• [Task to carry out]: Locate every line in the material below that has the word "LayerCoefficients". Copy each of those lines.

• [Records for this exercise]:
• • • •

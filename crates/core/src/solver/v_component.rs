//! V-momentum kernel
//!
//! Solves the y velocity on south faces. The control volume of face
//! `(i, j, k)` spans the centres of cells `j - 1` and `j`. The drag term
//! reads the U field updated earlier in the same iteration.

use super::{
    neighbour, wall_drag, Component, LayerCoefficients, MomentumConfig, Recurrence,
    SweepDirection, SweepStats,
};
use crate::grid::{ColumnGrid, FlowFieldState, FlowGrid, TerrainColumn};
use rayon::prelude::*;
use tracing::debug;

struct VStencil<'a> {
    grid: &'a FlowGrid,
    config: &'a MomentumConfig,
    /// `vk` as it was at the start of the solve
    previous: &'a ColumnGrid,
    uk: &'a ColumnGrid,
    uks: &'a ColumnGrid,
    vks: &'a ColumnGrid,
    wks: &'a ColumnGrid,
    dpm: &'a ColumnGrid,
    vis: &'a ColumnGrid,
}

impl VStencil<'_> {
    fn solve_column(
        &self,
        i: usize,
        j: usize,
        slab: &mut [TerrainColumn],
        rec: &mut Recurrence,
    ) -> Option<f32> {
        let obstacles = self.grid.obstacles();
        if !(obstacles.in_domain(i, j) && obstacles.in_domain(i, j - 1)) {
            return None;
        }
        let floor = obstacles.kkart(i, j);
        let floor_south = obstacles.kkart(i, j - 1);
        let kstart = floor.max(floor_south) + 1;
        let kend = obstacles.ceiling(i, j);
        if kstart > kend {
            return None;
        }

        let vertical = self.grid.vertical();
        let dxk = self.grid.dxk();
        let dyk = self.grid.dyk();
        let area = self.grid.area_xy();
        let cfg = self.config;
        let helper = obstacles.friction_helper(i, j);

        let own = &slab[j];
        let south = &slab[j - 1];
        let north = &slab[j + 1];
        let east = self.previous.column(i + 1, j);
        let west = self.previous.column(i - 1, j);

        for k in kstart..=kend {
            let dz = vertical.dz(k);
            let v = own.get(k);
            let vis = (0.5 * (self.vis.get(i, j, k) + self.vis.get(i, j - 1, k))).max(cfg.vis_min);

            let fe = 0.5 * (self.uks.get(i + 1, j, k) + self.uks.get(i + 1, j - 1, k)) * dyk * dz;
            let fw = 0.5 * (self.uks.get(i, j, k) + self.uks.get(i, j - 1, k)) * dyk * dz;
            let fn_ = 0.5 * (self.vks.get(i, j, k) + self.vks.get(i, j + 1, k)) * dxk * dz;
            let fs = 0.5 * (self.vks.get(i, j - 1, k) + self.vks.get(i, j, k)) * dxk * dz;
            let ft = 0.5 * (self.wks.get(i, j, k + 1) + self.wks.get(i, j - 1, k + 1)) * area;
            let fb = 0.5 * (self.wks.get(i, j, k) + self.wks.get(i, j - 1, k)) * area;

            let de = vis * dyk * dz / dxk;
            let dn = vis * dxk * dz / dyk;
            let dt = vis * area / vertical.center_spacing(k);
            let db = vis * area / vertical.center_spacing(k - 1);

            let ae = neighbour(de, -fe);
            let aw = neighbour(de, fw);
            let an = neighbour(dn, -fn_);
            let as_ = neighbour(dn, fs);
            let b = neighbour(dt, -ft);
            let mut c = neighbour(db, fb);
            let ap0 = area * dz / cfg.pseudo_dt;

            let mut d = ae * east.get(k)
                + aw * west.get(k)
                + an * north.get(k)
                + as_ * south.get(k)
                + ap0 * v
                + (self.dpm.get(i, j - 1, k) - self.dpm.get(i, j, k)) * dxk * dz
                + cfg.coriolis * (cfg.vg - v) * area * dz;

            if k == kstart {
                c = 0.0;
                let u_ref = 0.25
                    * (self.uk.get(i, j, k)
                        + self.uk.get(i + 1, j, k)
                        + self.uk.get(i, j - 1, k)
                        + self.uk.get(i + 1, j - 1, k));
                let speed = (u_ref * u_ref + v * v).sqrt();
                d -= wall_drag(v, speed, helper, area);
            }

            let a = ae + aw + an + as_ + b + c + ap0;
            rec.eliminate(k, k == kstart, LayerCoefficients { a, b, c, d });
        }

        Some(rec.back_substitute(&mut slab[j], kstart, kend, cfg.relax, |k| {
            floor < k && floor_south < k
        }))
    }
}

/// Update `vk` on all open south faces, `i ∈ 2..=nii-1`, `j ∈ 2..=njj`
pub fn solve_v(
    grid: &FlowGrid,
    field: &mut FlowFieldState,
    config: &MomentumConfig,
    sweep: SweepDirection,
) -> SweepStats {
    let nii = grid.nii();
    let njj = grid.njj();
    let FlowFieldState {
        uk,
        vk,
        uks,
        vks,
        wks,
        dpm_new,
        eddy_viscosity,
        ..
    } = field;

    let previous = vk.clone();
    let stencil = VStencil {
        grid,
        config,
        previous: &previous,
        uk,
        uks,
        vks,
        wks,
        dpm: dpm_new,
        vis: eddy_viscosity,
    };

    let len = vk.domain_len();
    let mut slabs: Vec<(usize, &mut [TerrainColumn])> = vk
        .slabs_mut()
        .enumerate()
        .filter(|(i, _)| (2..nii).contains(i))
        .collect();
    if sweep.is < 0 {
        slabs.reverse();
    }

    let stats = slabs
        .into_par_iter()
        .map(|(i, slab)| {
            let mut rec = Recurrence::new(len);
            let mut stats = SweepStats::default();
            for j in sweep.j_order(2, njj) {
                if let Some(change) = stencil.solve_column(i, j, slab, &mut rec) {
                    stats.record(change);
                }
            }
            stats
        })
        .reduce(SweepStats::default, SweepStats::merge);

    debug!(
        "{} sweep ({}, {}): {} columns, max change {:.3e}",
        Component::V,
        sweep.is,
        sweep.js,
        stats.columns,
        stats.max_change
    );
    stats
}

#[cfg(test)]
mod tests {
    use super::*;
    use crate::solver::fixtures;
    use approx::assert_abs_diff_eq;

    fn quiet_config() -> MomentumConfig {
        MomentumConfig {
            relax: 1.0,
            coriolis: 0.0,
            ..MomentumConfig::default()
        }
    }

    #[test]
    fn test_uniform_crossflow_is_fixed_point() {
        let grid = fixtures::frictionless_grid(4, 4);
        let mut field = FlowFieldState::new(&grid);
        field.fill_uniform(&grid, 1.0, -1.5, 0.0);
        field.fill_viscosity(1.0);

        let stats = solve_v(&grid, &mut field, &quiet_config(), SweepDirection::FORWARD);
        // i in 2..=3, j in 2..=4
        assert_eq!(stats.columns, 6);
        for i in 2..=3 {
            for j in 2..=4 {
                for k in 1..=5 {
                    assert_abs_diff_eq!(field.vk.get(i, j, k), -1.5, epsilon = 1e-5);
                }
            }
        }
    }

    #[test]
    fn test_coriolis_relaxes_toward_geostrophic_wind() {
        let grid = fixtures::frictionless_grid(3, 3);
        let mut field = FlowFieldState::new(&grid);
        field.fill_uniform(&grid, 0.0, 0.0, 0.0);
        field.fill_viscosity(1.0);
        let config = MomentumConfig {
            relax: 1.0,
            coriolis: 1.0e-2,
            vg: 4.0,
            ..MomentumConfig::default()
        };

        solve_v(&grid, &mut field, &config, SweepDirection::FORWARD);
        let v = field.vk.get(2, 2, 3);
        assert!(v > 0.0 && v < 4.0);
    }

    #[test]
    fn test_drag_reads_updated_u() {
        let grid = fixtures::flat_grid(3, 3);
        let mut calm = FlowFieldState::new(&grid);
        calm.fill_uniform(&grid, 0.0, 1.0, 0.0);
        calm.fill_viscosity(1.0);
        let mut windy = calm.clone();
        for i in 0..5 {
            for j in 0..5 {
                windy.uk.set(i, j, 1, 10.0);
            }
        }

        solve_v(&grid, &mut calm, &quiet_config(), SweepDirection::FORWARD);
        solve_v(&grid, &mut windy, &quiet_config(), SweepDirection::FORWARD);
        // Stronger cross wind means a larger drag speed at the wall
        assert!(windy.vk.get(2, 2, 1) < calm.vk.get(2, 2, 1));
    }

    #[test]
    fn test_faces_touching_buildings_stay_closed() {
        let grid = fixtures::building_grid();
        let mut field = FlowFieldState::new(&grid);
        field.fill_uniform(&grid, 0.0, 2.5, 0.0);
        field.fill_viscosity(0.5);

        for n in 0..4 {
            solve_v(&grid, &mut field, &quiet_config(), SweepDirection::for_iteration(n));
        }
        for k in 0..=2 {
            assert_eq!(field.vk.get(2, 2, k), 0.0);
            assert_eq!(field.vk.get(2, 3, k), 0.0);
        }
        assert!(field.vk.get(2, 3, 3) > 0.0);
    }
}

• • • •

• [Response]:
    neighbour, wall_drag, Component, LayerCoefficients, MomentumConfig, Recurrence,
            rec.eliminate(k, k == kstart, LayerCoefficients { a, b, c, d });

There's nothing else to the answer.